21 de noviembre de 2019. En la cuenta de @everydayhomeless apareció la foto de un niño con el pelo mojado, cargando dos sillas, y detrás el Esmad. El post describió que era la noche de un frío jueves, en un operativo de rutina donde, probablemente, el habitante de calle que se veía en la foto salía con lo que consideraba “sus pertenencias”: un par de sillas, una cobija, una pipa y una sombrilla.
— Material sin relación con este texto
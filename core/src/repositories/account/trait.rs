//! Account store trait defining the interface for account persistence.
//!
//! An account is always created together with its login counter; the two
//! rows live and die in one transaction. Implementations report failures
//! through [`StoreError`] so callers can tell a uniqueness conflict from a
//! missing record or a backend fault.

use async_trait::async_trait;

use crate::domain::entities::account::{Account, AccountId, LoginCounter};
use crate::errors::StoreError;

/// Durable storage for accounts and their login counters
#[async_trait]
pub trait AccountStore: Send + Sync {
    /// Insert an account and its counter (count 0) atomically
    ///
    /// # Returns
    /// * `Ok(())` - Both rows committed
    /// * `Err(StoreError::Conflict)` - The id or phone number is taken
    /// * `Err(StoreError::Backend)` - Anything else; nothing was committed
    async fn insert_account(&self, account: &Account) -> Result<(), StoreError>;

    /// Find an account by phone number
    ///
    /// Returns `StoreError::NotFound` when no account has that number.
    async fn get_by_phone(&self, phone_number: &str) -> Result<Account, StoreError>;

    /// Find an account by id
    async fn get_by_id(&self, id: AccountId) -> Result<Account, StoreError>;

    /// Add one to the account's login counter
    ///
    /// A missing counter row is `StoreError::NotFound`.
    async fn increment_login_counter(&self, id: AccountId) -> Result<(), StoreError>;

    /// Overwrite the account's name and phone number
    ///
    /// Updating an unknown id, or writing identical values, is not an error.
    /// A phone number owned by another account is `StoreError::Conflict`.
    async fn update_profile(
        &self,
        id: AccountId,
        full_name: &str,
        phone_number: &str,
    ) -> Result<(), StoreError>;

    /// Read the login counter of an account
    async fn get_login_counter(&self, id: AccountId) -> Result<LoginCounter, StoreError>;
}
// Library exports for the binary and the integration tests

pub mod app;
pub mod dto;
pub mod handlers;
pub mod middleware;
pub mod routes;
pub mod telemetry;

pub use app::create_app;
pub use routes::AppState;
En la descripción se preguntaban: “¿Para dónde se van? ¿Una cuadra arriba o una cuadra abajo?”.

Esta imagen recuerda los operativos desarrollados en la primera semana de enero de 2002 cuando en el sector conocido como Las Cuevas, en Barrio Triste, en un radio de veinte cuadras a la redonda, se incautaron treinta kilos de marihuana, trescientas papeletas de basuco y 120 cápsulas de Roche.

Juan Manuel Santos, en 2013, pidió desmantelar veinticinco ollas de vicio en veinte ciudades del país, y ese mismo año se estaba promulgando la ley 1641 por la que se ordenó al Estado garantizar la atención integral de los habitantes de calle.

Diez años después, los comerciantes de Cúcuta con La Paz aseguran que han sido “invadidos” por cerca de ochocientos habitantes de calle. El 22 de mayo de 2022, el Tribunal Administrativo de Antioquia profirió medidas cautelares para reparar con medidas integrales el sector que hay entre Cúcuta, Juanambú y Argentina. Dicen que son siete ollas a cielo abierto y que cada una puede manejar hasta cuarenta millones de pesos diarios. En el último operativo, realizado el 27 de febrero de este año, se incautaron 1200 gramos de basuco, 605 gramos de base de cocaína y 140 baretos.

Mirar la calle

***

Después de la primera foto, los seguidores de la cuenta escribieron preguntando por las personas que veían, querían ayudarlos. Se sumaron voluntarios de las universidades: psicólogos, trabajadores sociales, antropólogos, sociólogos, filósofos, comunicadores, periodistas. La Universidad de Antioquia contrató la ejecución de escuelas de arte y cultura para trabajar con ellos, y en estos cinco años han nacido muchos proyectos que buscan no solo visibilizar, sino también ayudar a mitigar la pobreza extrema: Café tertulia, Cine a la calle, Escuela de calle, Callejeritos… En tardes como estas de buen tiempo, cuando nos podemos sentar en la mesa de un café, traigo de nuevo a la conversación las palabras de hastío: “Llevo tanto tiempo mirando lo mismo…, es como si la historia siempre se repitiera”.

—¿Qué significa esa expresión Jorge? ¿Es impotencia? —le pregunto.

—No es impotencia, al contrario. Creo que he pasado tanto tiempo entre ellos que pude llegar a sentir esa emoción, ya no la tengo. Estoy seguro de que la población habitante de calle existe, existió y existirá. Hace parte de la condición humana. Lo que siento ahora son preguntas: ¿por qué crece tanto esta población? ¿Qué es lo que hace que la gente llegue allá? ¿Por qué sucede esto?

Susan Sontag vio la fotografía como una práctica poderosa y problemática, capaz de revelar verdades profundas sobre la sociedad y el individuo. Las imágenes de Everyday Homeless son la prueba de una forma de vida diferente. A los dos, Nataly y Jorge, estas imágenes los han conducido a los límites de la sociedad en la que vivimos, a sus lugares oscuros, pero también a tratar de iluminar otra posibilidad de existencia.